=== Begin Enclosure ===

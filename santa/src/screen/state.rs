//! Latest-value state store for a screen.
//!
//! Backed by [`tokio::sync::watch`]: every [`StateStore::set`] overwrites the
//! current value, observers always see values in the order they were set,
//! but an observer that is not polling may skip intermediate values.

use std::sync::Arc;

use futures_util::Stream;
use tokio::sync::watch;

/// Holds the single current value of a screen's state.
#[derive(Debug)]
pub struct StateStore<S> {
    tx: Arc<watch::Sender<S>>,
}

impl<S> Clone for StateStore<S> {
    fn clone(&self) -> Self {
        Self {
            tx: Arc::clone(&self.tx),
        }
    }
}

impl<S: Clone + Send + Sync + 'static> StateStore<S> {
    /// Creates a store holding `initial`.
    #[must_use]
    pub fn new(initial: S) -> Self {
        let (tx, _rx) = watch::channel(initial);
        Self { tx: Arc::new(tx) }
    }

    /// Overwrites the current value and notifies every watcher.
    ///
    /// Works whether or not anyone is watching.
    pub fn set(&self, state: S) {
        self.tx.send_replace(state);
    }

    /// Returns a copy of the current value.
    #[must_use]
    pub fn current(&self) -> S {
        self.tx.borrow().clone()
    }

    /// Starts watching the store from its current value.
    #[must_use]
    pub fn watch(&self) -> StateWatcher<S> {
        StateWatcher {
            rx: self.tx.subscribe(),
        }
    }
}

/// Read side of a [`StateStore`], handed to the UI.
#[derive(Debug, Clone)]
pub struct StateWatcher<S> {
    rx: watch::Receiver<S>,
}

impl<S: Clone + Send + Sync + 'static> StateWatcher<S> {
    /// Returns a copy of the latest value without marking it seen.
    #[must_use]
    pub fn current(&self) -> S {
        self.rx.borrow().clone()
    }

    /// Waits for a value newer than the last one this watcher saw.
    ///
    /// Returns `None` once the store and every writer are gone.
    pub async fn changed(&mut self) -> Option<S> {
        self.rx.changed().await.ok()?;
        Some(self.rx.borrow_and_update().clone())
    }

    /// Waits until the current value satisfies `predicate`, checking the
    /// latest value first.
    ///
    /// Returns `None` if the store goes away before that happens.
    pub async fn wait_for(&mut self, predicate: impl FnMut(&S) -> bool) -> Option<S> {
        self.rx
            .wait_for(predicate)
            .await
            .ok()
            .map(|state| state.clone())
    }

    /// Converts the watcher into a stream: the latest value first, then every
    /// value it observes afterwards.
    pub fn into_stream(self) -> impl Stream<Item = S> + Send + 'static {
        futures_util::stream::unfold((self, true), |(mut watcher, first)| async move {
            if first {
                let current = watcher.rx.borrow_and_update().clone();
                return Some((current, (watcher, false)));
            }
            let next = watcher.changed().await?;
            Some((next, (watcher, false)))
        })
    }
}
//! Per-screen controller machinery.
//!
//! A [`Screen`] bundles what every controller owns:
//! - a [`StateStore`] with the screen's single current state,
//! - an action channel delivering one-shot [`Actions`] to the UI,
//! - a [`ScreenScope`] in which command tasks run and are cancelled.
//!
//! Command tasks write through an [`Emitter`], which refuses every write once
//! the screen is closed.

pub mod actions;
pub mod scope;
pub mod state;

use std::future::Future;
use std::sync::Arc;

use tokio::runtime::Handle;

use crate::config::ScreenConfig;

pub use actions::{ActionSender, Actions, action_channel};
pub use scope::{ScreenError, ScreenScope};
pub use state::{StateStore, StateWatcher};

use scope::Lifetime;

/// State, actions and task scope of one screen.
#[derive(Debug)]
pub struct Screen<S, A> {
    scope: ScreenScope,
    emitter: Emitter<S, A>,
    actions: Actions<A>,
}

impl<S, A> Screen<S, A>
where
    S: Clone + Send + Sync + std::fmt::Debug + 'static,
    A: Send + std::fmt::Debug + 'static,
{
    /// Opens a screen in `initial` state whose commands run on `runtime`.
    #[must_use]
    pub fn new(name: &'static str, initial: S, runtime: Handle, config: &ScreenConfig) -> Self {
        let scope = ScreenScope::new(name, runtime);
        let (sender, actions) = action_channel(config.action_backlog_warn);
        let emitter = Emitter {
            state: StateStore::new(initial),
            actions: sender,
            lifetime: scope.lifetime(),
        };
        Self {
            scope,
            emitter,
            actions,
        }
    }

    /// Watches the screen state.
    #[must_use]
    pub fn state(&self) -> StateWatcher<S> {
        self.emitter.state.watch()
    }

    /// Current screen state.
    #[must_use]
    pub fn current_state(&self) -> S {
        self.emitter.state.current()
    }

    /// Observer handle for the screen's actions.
    #[must_use]
    pub fn actions(&self) -> Actions<A> {
        self.actions.clone()
    }

    /// A writer for a command task.
    #[must_use]
    pub fn emitter(&self) -> Emitter<S, A> {
        self.emitter.clone()
    }

    /// Runs a command in the screen's scope. A command issued after close is
    /// logged and dropped.
    pub fn launch<F, R>(&self, command: &'static str, task: F, recover: R)
    where
        F: Future<Output = ()> + Send + 'static,
        R: FnOnce() + Send + 'static,
    {
        if let Err(e) = self.scope.spawn(command, task, recover) {
            tracing::warn!(error = %e, "command ignored");
        }
    }

    /// Closes the screen, cancelling its in-flight commands.
    pub fn close(&self) {
        self.scope.close();
    }

    /// Returns `true` once the screen has been closed.
    #[must_use]
    pub fn is_closed(&self) -> bool {
        self.scope.is_closed()
    }
}

/// Gated writer to a screen's state store and action channel.
#[derive(Debug)]
pub struct Emitter<S, A> {
    state: StateStore<S>,
    actions: ActionSender<A>,
    lifetime: Arc<Lifetime>,
}

impl<S, A> Clone for Emitter<S, A> {
    fn clone(&self) -> Self {
        Self {
            state: self.state.clone(),
            actions: self.actions.clone(),
            lifetime: Arc::clone(&self.lifetime),
        }
    }
}

impl<S, A> Emitter<S, A>
where
    S: Clone + Send + Sync + std::fmt::Debug + 'static,
    A: Send + std::fmt::Debug + 'static,
{
    /// Sets the screen state. Returns `false` if the screen is closed.
    pub fn set_state(&self, state: S) -> bool {
        let screen = self.lifetime.screen();
        self.lifetime
            .gated(|| {
                tracing::debug!(screen, ?state, "state");
                self.state.set(state);
            })
            .is_some()
    }

    /// Emits an action. Returns `false` if the screen is closed.
    pub fn send(&self, action: A) -> bool {
        let screen = self.lifetime.screen();
        self.lifetime
            .gated(|| {
                tracing::debug!(screen, ?action, "action");
                self.actions.send(action)
            })
            .unwrap_or(false)
    }
}
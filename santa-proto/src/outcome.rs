//! Success/failure result of a use-case call and its error taxonomy.
//!
//! Use-cases never propagate expected failures as panics or `Err`s across
//! their boundary; they hand back an [`Outcome`] and the caller branches on
//! both variants.

use serde::{Deserialize, Serialize};

/// Result of one asynchronous use-case invocation.
///
/// There is deliberately no `unwrap`-style accessor: callers `match` on the
/// two variants, or convert explicitly with [`into_result`](Self::into_result).
#[derive(Debug, Clone, PartialEq, Eq)]
#[must_use = "an Outcome must be branched on, including its failure variant"]
pub enum Outcome<T> {
    /// The operation succeeded with a value.
    Success(T),
    /// The operation failed.
    Failure(ErrorInfo),
}

impl<T> Outcome<T> {
    /// Shorthand for a failure carrying a structured domain error.
    pub fn domain(kind: DomainErrorKind) -> Self {
        Self::Failure(ErrorInfo::Domain(DomainError::new(kind)))
    }

    /// Shorthand for a failure carrying only an opaque identifying name.
    pub fn unclassified(name: impl Into<String>) -> Self {
        Self::Failure(ErrorInfo::unclassified(name))
    }

    /// Returns `true` for [`Outcome::Success`].
    #[must_use]
    pub const fn is_success(&self) -> bool {
        matches!(self, Self::Success(_))
    }

    /// Transform the success value, leaving a failure untouched.
    pub fn map<U>(self, f: impl FnOnce(T) -> U) -> Outcome<U> {
        match self {
            Self::Success(value) => Outcome::Success(f(value)),
            Self::Failure(error) => Outcome::Failure(error),
        }
    }

    /// Convert into a standard `Result` for `?`-style propagation.
    ///
    /// # Errors
    ///
    /// Returns the carried [`ErrorInfo`] for [`Outcome::Failure`].
    pub fn into_result(self) -> Result<T, ErrorInfo> {
        match self {
            Self::Success(value) => Ok(value),
            Self::Failure(error) => Err(error),
        }
    }
}

impl<T> From<Result<T, ErrorInfo>> for Outcome<T> {
    fn from(result: Result<T, ErrorInfo>) -> Self {
        match result {
            Ok(value) => Self::Success(value),
            Err(error) => Self::Failure(error),
        }
    }
}

/// Why a use-case call failed.
#[derive(Debug, Clone, PartialEq, Eq, thiserror::Error)]
pub enum ErrorInfo {
    /// An expected, classifiable failure of the business operation.
    #[error(transparent)]
    Domain(#[from] DomainError),

    /// Anything else. Only the failure's identifying name is kept.
    #[error("unclassified failure: {name}")]
    Unclassified {
        /// Short type name of the underlying failure (e.g. `IoError`).
        name: String,
    },
}

impl ErrorInfo {
    /// Build an unclassified error from an opaque name.
    pub fn unclassified(name: impl Into<String>) -> Self {
        Self::Unclassified { name: name.into() }
    }

    /// Build an unclassified error named after the concrete error type.
    ///
    /// Only the last path segment of the type name is kept, without generic
    /// arguments, so no diagnostic text of the error itself leaks out.
    pub fn from_error<E: std::error::Error>(_error: &E) -> Self {
        Self::unclassified(short_type_name::<E>())
    }

    /// Returns the domain error if this is one.
    #[must_use]
    pub const fn as_domain(&self) -> Option<&DomainError> {
        match self {
            Self::Domain(error) => Some(error),
            Self::Unclassified { .. } => None,
        }
    }
}

fn short_type_name<T>() -> &'static str {
    let full = std::any::type_name::<T>();
    let without_generics = full.split('<').next().unwrap_or(full);
    without_generics
        .rsplit("::")
        .next()
        .unwrap_or(without_generics)
}

/// A structured failure reported by the service.
#[derive(Debug, Clone, PartialEq, Eq, Serialize, Deserialize, thiserror::Error)]
#[error("{kind}{}", code_suffix(.code.as_deref()))]
pub struct DomainError {
    /// What went wrong.
    pub kind: DomainErrorKind,
    /// Optional machine-readable code supplied by the service.
    #[serde(default, skip_serializing_if = "Option::is_none")]
    pub code: Option<String>,
}

impl DomainError {
    /// A domain error without a service code.
    #[must_use]
    pub const fn new(kind: DomainErrorKind) -> Self {
        Self { kind, code: None }
    }

    /// Attach a machine-readable code.
    #[must_use]
    pub fn with_code(mut self, code: impl Into<String>) -> Self {
        self.code = Some(code.into());
        self
    }
}

fn code_suffix(code: Option<&str>) -> String {
    code.map(|c| format!(" ({c})")).unwrap_or_default()
}

/// The closed set of failures the service reports in a structured form.
#[derive(Debug, Clone, Copy, PartialEq, Eq, Hash, Serialize, Deserialize)]
#[serde(rename_all = "snake_case")]
pub enum DomainErrorKind {
    /// The auth token was missing, expired or rejected.
    Unauthorized,
    /// The caller is not allowed to perform this operation.
    Forbidden,
    /// The user record does not exist.
    UserNotFound,
    /// A user with this identity is already registered.
    UserAlreadyExists,
    /// The room does not exist.
    RoomNotFound,
    /// A room with this name already exists for the owner.
    RoomAlreadyExists,
    /// The room's game has already started.
    GameAlreadyStarted,
    /// The room password did not match.
    WrongPassword,
    /// The request was rejected as malformed by the service.
    BadRequest,
}

impl std::fmt::Display for DomainErrorKind {
    fn fmt(&self, f: &mut std::fmt::Formatter<'_>) -> std::fmt::Result {
        let text = match self {
            Self::Unauthorized => "unauthorized",
            Self::Forbidden => "forbidden",
            Self::UserNotFound => "user not found",
            Self::UserAlreadyExists => "user already exists",
            Self::RoomNotFound => "room not found",
            Self::RoomAlreadyExists => "room already exists",
            Self::GameAlreadyStarted => "game already started",
            Self::WrongPassword => "wrong password",
            Self::BadRequest => "bad request",
        };
        f.write_str(text)
    }
}
use criterion::{black_box, criterion_group, criterion_main, Criterion};
use gridfall::core::{Board, Session};
use gridfall::types::PieceKind;

fn bench_tick(c: &mut Criterion) {
    c.bench_function("session_tick", |b| {
        let mut session = Session::new(12345);
        b.iter(|| {
            if session.game_over() {
                session.restart();
            }
            black_box(session.tick());
        })
    });
}

fn bench_line_clear(c: &mut Criterion) {
    c.bench_function("clear_4_lines", |b| {
        b.iter(|| {
            let mut board = Board::new();
            for y in 16..20 {
                for x in 0..10 {
                    board.set(x, y, Some(PieceKind::I));
                }
            }
            black_box(board.clear_full_rows());
        })
    });
}

fn bench_hard_drop(c: &mut Criterion) {
    c.bench_function("hard_drop", |b| {
        let mut session = Session::new(12345);
        b.iter(|| {
            if session.game_over() {
                session.restart();
            }
            black_box(session.hard_drop());
        })
    });
}

fn bench_move_and_rotate(c: &mut Criterion) {
    c.bench_function("move_and_rotate", |b| {
        let mut session = Session::new(12345);
        b.iter(|| {
            session.move_left();
            session.move_right();
            black_box(session.rotate());
        })
    });
}

criterion_group!(
    benches,
    bench_tick,
    bench_line_clear,
    bench_hard_drop,
    bench_move_and_rotate
);
criterion_main!(benches);
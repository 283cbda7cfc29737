//! Session tests - the tick/input protocol through the public API

use gridfall::core::{Session, StepDown};
use gridfall::types::{GameAction, BOARD_HEIGHT, BOARD_WIDTH};

#[test]
fn test_fresh_session_defaults() {
    let session = Session::new(42);

    assert!(!session.game_over());
    assert_eq!(session.score(), 0);
    assert_eq!(session.level(), 1);
    assert_eq!(session.lines(), 0);
    assert_eq!(session.drop_interval_ms(), 1000);
    assert!(session.board().cells().iter().all(|c| c.is_none()));
}

#[test]
fn test_deterministic_piece_sequence_from_seed() {
    let a = Session::new(9001);
    let b = Session::new(9001);

    assert_eq!(a.current().kind, b.current().kind);
    assert_eq!(a.next().kind, b.next().kind);
}

#[test]
fn test_tick_descends_one_row() {
    let mut session = Session::new(42);
    let y0 = session.current().y;

    assert!(session.tick());
    assert_eq!(session.current().y, y0 + 1);
}

#[test]
fn test_walls_bound_horizontal_movement() {
    let mut session = Session::new(42);

    let mut lefts = 0;
    while session.move_left() {
        lefts += 1;
        assert!(lefts <= BOARD_WIDTH, "walked through the left wall");
    }
    let mut rights = 0;
    while session.move_right() {
        rights += 1;
        assert!(rights <= BOARD_WIDTH * 2, "walked through the right wall");
    }

    // Nothing locked along the way.
    assert_eq!(session.score(), 0);
    assert!(session.board().cells().iter().all(|c| c.is_none()));
}

#[test]
fn test_first_hard_drop_reaches_the_floor() {
    let mut session = Session::new(42);

    assert!(session.hard_drop());

    // Exactly one piece locked, resting on the floor.
    let filled = session.board().cells().iter().filter(|c| c.is_some()).count();
    assert_eq!(filled, 4);
    let floor_start = (BOARD_HEIGHT as usize - 1) * BOARD_WIDTH as usize;
    let floor_filled = session.board().cells()[floor_start..]
        .iter()
        .filter(|c| c.is_some())
        .count();
    assert!(floor_filled > 0, "locked piece does not touch the floor");

    // No clear is possible on an empty board: flat lock reward only.
    assert_eq!(session.score(), 10);
    assert_eq!(session.lines(), 0);
}

#[test]
fn test_hard_drop_terminates_within_board_height_steps() {
    let mut session = Session::new(7);
    let mut moves = 0;
    loop {
        match session.step_down() {
            Some(StepDown::Moved) => {
                moves += 1;
                assert!(moves <= BOARD_HEIGHT, "descent exceeded board height");
            }
            Some(StepDown::Locked { .. }) => break,
            None => panic!("game over on an empty board"),
        }
    }
}

#[test]
fn test_stacking_forever_ends_the_game() {
    let mut session = Session::new(42);

    // Drop pieces without steering; the center columns must fill up and
    // block the spawn rows well before the board could hold this many.
    for _ in 0..((BOARD_WIDTH as u32 * BOARD_HEIGHT as u32) / 2) {
        if !session.hard_drop() {
            break;
        }
    }
    assert!(session.game_over());
}

#[test]
fn test_no_state_changes_after_game_over_except_restart() {
    let mut session = Session::new(42);
    while session.hard_drop() {}
    assert!(session.game_over());

    let score = session.score();
    let lines = session.lines();
    let board = session.board().clone();

    for action in [
        GameAction::MoveLeft,
        GameAction::MoveRight,
        GameAction::MoveDown,
        GameAction::Rotate,
        GameAction::HardDrop,
    ] {
        assert!(!session.apply_action(action), "{action:?} mutated a dead game");
    }
    assert_eq!(session.score(), score);
    assert_eq!(session.lines(), lines);
    assert_eq!(*session.board(), board);

    assert!(session.apply_action(GameAction::Restart));
    assert!(!session.game_over());
    assert_eq!(session.score(), 0);
    assert!(session.board().cells().iter().all(|c| c.is_none()));
}

#[test]
fn test_restart_is_allowed_mid_game() {
    let mut session = Session::new(42);
    session.hard_drop();
    assert!(session.score() > 0);

    session.restart();
    assert_eq!(session.score(), 0);
    assert_eq!(session.lines(), 0);
    assert!(session.board().cells().iter().all(|c| c.is_none()));
}

#[test]
fn test_rotate_on_open_board_commits() {
    let mut session = Session::new(42);
    // Give the frame room regardless of which kind spawned.
    session.tick();
    session.tick();

    let before = session.current();
    assert!(session.rotate());
    let after = session.current();
    assert_eq!(after.rotation, before.rotation.rotate_cw());
    assert_eq!((after.x, after.y), (before.x, before.y));
}
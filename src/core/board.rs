//! Board module - manages the grid of settled cells
//!
//! The board is a 10x20 grid where each cell is empty or tagged with the kind
//! of the piece that locked there. Uses a flat array for cache locality and
//! zero-allocation line clears.
//! Coordinates: (x, y) with x in 0..10 (left to right), y in 0..20 (top to
//! bottom). Rows with y < 0 are "above" the visible grid: pieces may occupy
//! them while spawning, so they are exempt from the occupancy check, but the
//! horizontal bounds always apply.

use arrayvec::ArrayVec;

use crate::types::{Cell, PieceKind, BOARD_HEIGHT, BOARD_WIDTH};

/// Total number of cells on the board
const BOARD_SIZE: usize = (BOARD_WIDTH * BOARD_HEIGHT) as usize;

/// The game board - 10 columns x 20 rows using flat array storage
#[derive(Debug, Clone, PartialEq)]
pub struct Board {
    /// Flat array of cells, row-major order (y * WIDTH + x)
    cells: [Cell; BOARD_SIZE],
}

impl Board {
    /// Create a new empty board
    pub fn new() -> Self {
        Self {
            cells: [None; BOARD_SIZE],
        }
    }

    /// Calculate flat index from (x, y) coordinates
    #[inline(always)]
    fn index(x: i8, y: i8) -> Option<usize> {
        if x < 0 || x >= BOARD_WIDTH as i8 || y < 0 || y >= BOARD_HEIGHT as i8 {
            return None;
        }
        Some((y as usize) * (BOARD_WIDTH as usize) + (x as usize))
    }

    /// Get width of the board
    pub fn width(&self) -> u8 {
        BOARD_WIDTH
    }

    /// Get height of the board
    pub fn height(&self) -> u8 {
        BOARD_HEIGHT
    }

    /// Get cell at position (x, y)
    /// Returns None if out of bounds
    pub fn get(&self, x: i8, y: i8) -> Option<Cell> {
        Self::index(x, y).map(|idx| self.cells[idx])
    }

    /// Set cell at position (x, y)
    /// Returns false if out of bounds
    pub fn set(&mut self, x: i8, y: i8, cell: Cell) -> bool {
        match Self::index(x, y) {
            Some(idx) => {
                self.cells[idx] = cell;
                true
            }
            None => false,
        }
    }

    /// Check whether a piece cell at (x, y) collides with the board.
    ///
    /// True for cells outside the side walls or below the floor, and for
    /// occupied cells inside the grid. Cells above the grid (y < 0) only
    /// collide when they violate the horizontal bounds.
    pub fn is_blocked(&self, x: i8, y: i8) -> bool {
        if x < 0 || x >= BOARD_WIDTH as i8 || y >= BOARD_HEIGHT as i8 {
            return true;
        }
        if y < 0 {
            return false;
        }
        self.cells[(y as usize) * (BOARD_WIDTH as usize) + (x as usize)].is_some()
    }

    /// Check if position is occupied (within bounds and filled)
    pub fn is_occupied(&self, x: i8, y: i8) -> bool {
        matches!(self.get(x, y), Some(Some(_)))
    }

    /// Check if a row is completely filled
    pub fn is_row_full(&self, y: usize) -> bool {
        if y >= BOARD_HEIGHT as usize {
            return false;
        }
        let start = y * BOARD_WIDTH as usize;
        let end = start + BOARD_WIDTH as usize;
        self.cells[start..end].iter().all(|cell| cell.is_some())
    }

    /// Write a locked piece's cells into the grid with its kind tag.
    ///
    /// Cells above the grid (y < 0) are silently dropped; the session has
    /// already ruled out every other out-of-bounds or overlapping position.
    pub fn lock(&mut self, cells: &[(i8, i8)], kind: PieceKind) {
        for &(x, y) in cells {
            if let Some(idx) = Self::index(x, y) {
                self.cells[idx] = Some(kind);
            }
        }
    }

    /// Clear all full rows and return the row indices that were cleared
    /// (sorted bottom to top). All full rows are removed in one pass; the
    /// same number of empty rows appears at the top and the surviving rows
    /// keep their relative order. Zero-allocation two-pointer compaction.
    pub fn clear_full_rows(&mut self) -> ArrayVec<usize, 4> {
        let mut cleared_rows = ArrayVec::new();
        let width = BOARD_WIDTH as usize;
        let mut write_y = BOARD_HEIGHT as usize;

        // Scan from bottom to top
        for read_y in (0..BOARD_HEIGHT as usize).rev() {
            if self.is_row_full(read_y) {
                cleared_rows.push(read_y);
            } else {
                // Not full: move it down to the write position
                write_y -= 1;
                if write_y != read_y {
                    let src_start = read_y * width;
                    let dst_start = write_y * width;
                    self.cells
                        .copy_within(src_start..src_start + width, dst_start);
                }
            }
        }

        // Empty out the rows that opened up at the top
        for cell in &mut self.cells[..write_y * width] {
            *cell = None;
        }

        cleared_rows
    }

    /// Get a reference to the internal cells array
    pub fn cells(&self) -> &[Cell] {
        &self.cells
    }

    /// Clear the entire board
    pub fn clear(&mut self) {
        for cell in &mut self.cells {
            *cell = None;
        }
    }
}

impl Default for Board {
    fn default() -> Self {
        Self::new()
    }
}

=== End Enclosure ===

Set the entries down again exactly, beginning with their first line and ending with the line that contains "use futures_util::Stream;"; omit all other lines.

filename santa/src/screen/state.rs
//! Latest-value state store for a screen.
//!
//! Backed by [`tokio::sync::watch`]: every [`StateStore::set`] overwrites the
//! current value, observers always see values in the order they were set,
//! but an observer that is not polling may skip intermediate values.

use std::sync::Arc;

use futures_util::Stream;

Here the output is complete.